|Published Mar/Apr 2007
For blues fans, Mississippi is mecca, and the music is alive in local jukes, bars, clubs and festivals.
By Michael Ream
| The sound of the wailing guitar spills over the steady drumbeat as the classic sound of the blues streams forth from the small stage. It’s a typical Saturday evening at Walnut Street Blues Bar in Greenville, Miss., where the beer is cold, the music runs late into the night and the audience needs little reminder to move onto the dance floor.
With sweat flipping off his brow, the fleet-fingered guitarist brings forth the essence of this music that originated in the nearby cotton fields and spread out across the vast Mississippi Delta. Walnut Street is one of a handful of Delta clubs in this western Mississippi city that are modern versions of the juke joints, incubators of the blues. A juke joint was little more than a small house, similar to the sharecropper shacks. People went to a juke to dance and listen to music often played by a musician who at first had little more than a guitar.

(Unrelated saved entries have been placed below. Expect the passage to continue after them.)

use std::collections::BTreeMap;

use serde::{Deserialize, Serialize};

use crate::error::ValidationError;

pub const MEDIA_ITEMS_METHOD: &str = "/api/v1/media_items";
pub const EPG_METHOD: &str = "/api/v1/epg";
pub const SEARCH_METHOD: &str = "/api/v1/search";

/// Which validator a method's responses go through.
#[derive(Debug, Clone, Copy, PartialEq, Eq, Deserialize, Serialize)]
#[serde(rename_all = "snake_case")]
pub enum EndpointKind {
    MediaItems,
    Epg,
    Search,
    #[serde(rename = "none")]
    Unvalidated,
}

impl EndpointKind {
    #[must_use]
    pub fn default_for(method: &str) -> Self {
        match method {
            MEDIA_ITEMS_METHOD => EndpointKind::MediaItems,
            EPG_METHOD => EndpointKind::Epg,
            SEARCH_METHOD => EndpointKind::Search,
            _ => EndpointKind::Unvalidated,
        }
    }

    #[must_use]
    pub const fn as_str(self) -> &'static str {
        match self {
            EndpointKind::MediaItems => "media_items",
            EndpointKind::Epg => "epg",
            EndpointKind::Search => "search",
            EndpointKind::Unvalidated => "none",
        }
    }
}

impl std::str::FromStr for EndpointKind {
    type Err = ValidationError;

    fn from_str(s: &str) -> Result<Self, Self::Err> {
        match s.trim().to_ascii_lowercase().as_str() {
            "media_items" => Ok(EndpointKind::MediaItems),
            "epg" => Ok(EndpointKind::Epg),
            "search" => Ok(EndpointKind::Search),
            "none" => Ok(EndpointKind::Unvalidated),
            _ => Err(ValidationError::InvalidEndpointKind {
                value: s.to_owned(),
            }),
        }
    }
}

/// Method path to validator mapping: built-in paths plus config overrides.
#[derive(Debug, Clone, Default)]
pub struct EndpointMap {
    overrides: BTreeMap<String, EndpointKind>,
}

impl EndpointMap {
    #[must_use]
    pub const fn new(overrides: BTreeMap<String, EndpointKind>) -> Self {
        Self { overrides }
    }

    #[must_use]
    pub fn resolve(&self, method: &str) -> EndpointKind {
        self.overrides
            .get(method)
            .copied()
            .unwrap_or_else(|| EndpointKind::default_for(method))
    }
}
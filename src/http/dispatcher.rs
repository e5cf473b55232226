use std::sync::Arc;
use std::sync::atomic::{AtomicU64, Ordering};
use std::time::Duration;

use reqwest::Url;
use tokio::sync::{Mutex, mpsc};
use tokio::task::JoinHandle;
use tokio::time::Instant;
use tracing::debug;

use crate::args::PositiveUsize;
use crate::error::{AppError, AppResult, DispatchError};
use crate::metrics::{Outcome, StatHandle, classify};
use crate::model::Ammo;
use crate::runner::RunContext;
use crate::validate::{EndpointKind, validate_content};

use super::Fetcher;

/// One request to issue. Consumed by exactly one worker.
#[derive(Debug, Clone)]
pub struct Job {
    pub url: Url,
    pub ammo: Arc<Ammo>,
    pub stat: StatHandle,
    pub endpoint: EndpointKind,
}

#[derive(Debug, Clone, Copy)]
pub struct DispatcherSettings {
    pub workers: PositiveUsize,
    pub queue_capacity: PositiveUsize,
    pub request_timeout: Duration,
}

/// Counts reported once every worker has been joined.
#[derive(Debug, Clone, Copy, Default, PartialEq, Eq)]
pub struct DrainSummary {
    pub submitted: u64,
    pub processed: u64,
}

/// Fixed pool of workers draining one bounded FIFO queue.
pub struct JobDispatcher {
    job_tx: mpsc::Sender<Job>,
    submitted: AtomicU64,
    workers: Vec<JoinHandle<u64>>,
}

impl JobDispatcher {
    /// Spawns the workers on the current tokio runtime.
    #[must_use]
    pub fn start(
        fetcher: Arc<dyn Fetcher>,
        context: Arc<RunContext>,
        settings: DispatcherSettings,
    ) -> Self {
        let (job_tx, job_rx) = mpsc::channel::<Job>(settings.queue_capacity.get());
        let job_rx = Arc::new(Mutex::new(job_rx));
        let worker_count = settings.workers.get();
        let mut workers = Vec::with_capacity(worker_count);

        for worker_id in 0..worker_count {
            let job_rx = Arc::clone(&job_rx);
            let fetcher = Arc::clone(&fetcher);
            let context = Arc::clone(&context);
            let timeout = settings.request_timeout;
            workers.push(tokio::spawn(async move {
                run_worker(worker_id, &job_rx, fetcher.as_ref(), &context, timeout).await
            }));
        }

        Self {
            job_tx,
            submitted: AtomicU64::new(0),
            workers,
        }
    }

    /// Enqueues a job, waiting while the queue is full.
    ///
    /// # Errors
    ///
    /// Returns `DispatchError::QueueClosed` when every worker has exited.
    pub async fn submit(&self, job: Job) -> Result<(), DispatchError> {
        self.job_tx
            .send(job)
            .await
            .map_err(|err| DispatchError::QueueClosed {
                url: err.0.url.to_string(),
            })?;
        self.submitted.fetch_add(1, Ordering::Relaxed);
        Ok(())
    }

    /// Closes the queue and waits for every worker to drain it.
    ///
    /// # Errors
    ///
    /// Returns the first worker join error, after all workers have finished.
    pub async fn shutdown(self) -> AppResult<DrainSummary> {
        let JobDispatcher {
            job_tx,
            submitted,
            workers,
        } = self;
        drop(job_tx);

        let mut processed: u64 = 0;
        let mut first_error: Option<AppError> = None;
        for handle in workers {
            match handle.await {
                Ok(count) => processed = processed.saturating_add(count),
                Err(err) => {
                    if first_error.is_none() {
                        first_error = Some(err.into());
                    }
                }
            }
        }
        if let Some(err) = first_error {
            return Err(err);
        }

        Ok(DrainSummary {
            submitted: submitted.into_inner(),
            processed,
        })
    }
}

async fn run_worker(
    worker_id: usize,
    job_rx: &Mutex<mpsc::Receiver<Job>>,
    fetcher: &dyn Fetcher,
    context: &RunContext,
    timeout: Duration,
) -> u64 {
    let mut processed: u64 = 0;
    loop {
        let next = {
            let mut rx = job_rx.lock().await;
            rx.recv().await
        };
        let Some(job) = next else {
            break;
        };
        process_job(fetcher, context, &job, timeout).await;
        processed = processed.saturating_add(1);
    }
    debug!("Worker {} drained after {} jobs", worker_id, processed);
    processed
}

/// Issues the request for `job`, classifies the result and records it in the
/// job's stat.
pub async fn process_job(
    fetcher: &dyn Fetcher,
    context: &RunContext,
    job: &Job,
    timeout: Duration,
) -> Outcome {
    let start = Instant::now();
    let result = fetcher.fetch(&job.url, timeout).await;
    let latency = start.elapsed();

    let outcome = classify(result, job.ammo.expected_http_code, |body| {
        validate_content(job.endpoint, body, &job.ammo, context.dataset())
    });
    context.stats().record(job.stat, latency, outcome.bucket());

    match &outcome {
        Outcome::Success => {}
        Outcome::Transport(err) => debug!("Connection error: {}", err),
        Outcome::UnexpectedStatus { expected, actual } => {
            debug!(
                "Unexpected status from {}: expected {}, got {}",
                job.url, expected, actual
            );
        }
        Outcome::Content(err) => debug!("Content error from {}: {}", job.url, err),
    }
    outcome
}
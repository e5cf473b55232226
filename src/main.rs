use ammo_tester::error::AppResult;

fn main() -> AppResult<()> {
    ammo_tester::entry::run()
}
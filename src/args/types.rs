use clap::ValueEnum;
use serde::{Deserialize, Serialize};
use std::num::NonZeroUsize;

use crate::error::ValidationError;

#[derive(Debug, Clone, Copy, Default, ValueEnum, Deserialize, Serialize, PartialEq, Eq)]
#[serde(rename_all = "lowercase")]
pub enum OutputFormat {
    #[default]
    Text,
    Json,
}

#[derive(Debug, Clone, Copy, PartialEq, Eq)]
pub struct PositiveUsize(NonZeroUsize);

impl PositiveUsize {
    #[must_use]
    pub const fn get(self) -> usize {
        self.0.get()
    }
}

impl TryFrom<usize> for PositiveUsize {
    type Error = ValidationError;

    fn try_from(value: usize) -> Result<Self, Self::Error> {
        NonZeroUsize::new(value)
            .map(PositiveUsize)
            .ok_or(ValidationError::ValueTooSmall { min: 1 })
    }
}

impl std::str::FromStr for PositiveUsize {
    type Err = ValidationError;

    fn from_str(s: &str) -> Result<Self, Self::Err> {
        let value: usize = s
            .trim()
            .parse()
            .map_err(|err| ValidationError::InvalidNumber { source: err })?;
        PositiveUsize::try_from(value)
    }
}

impl From<PositiveUsize> for usize {
    fn from(value: PositiveUsize) -> Self {
        value.get()
    }
}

“Every other farm had one,” said Dr. Luther Brown, director of the Delta Center for Culture and Learning at Delta State University in Cleveland, Miss. “When you had a plantation that had 1,000 people [working] on it, [juke joints] had a ready-made audience.”
The mechanization of the cotton industry meant the end of most juke joints, victims as much of changing tastes in music as broader socioeconomic changes. Successive generations of Delta blues musicians, including B.B. King, set off in search of fame and fortune in Chicago and other big cities.
But Mississippi remains the birthplace and heart of the blues. Today, visitors can find a handful of juke joints plus blues clubs and festivals in the Delta. The Mississippi Blues Commission and its Blues Trail (www.msbluestrail.org) can help travelers locate sites and clubs. Here are some hot spots in the Delta that a blues fan should not miss.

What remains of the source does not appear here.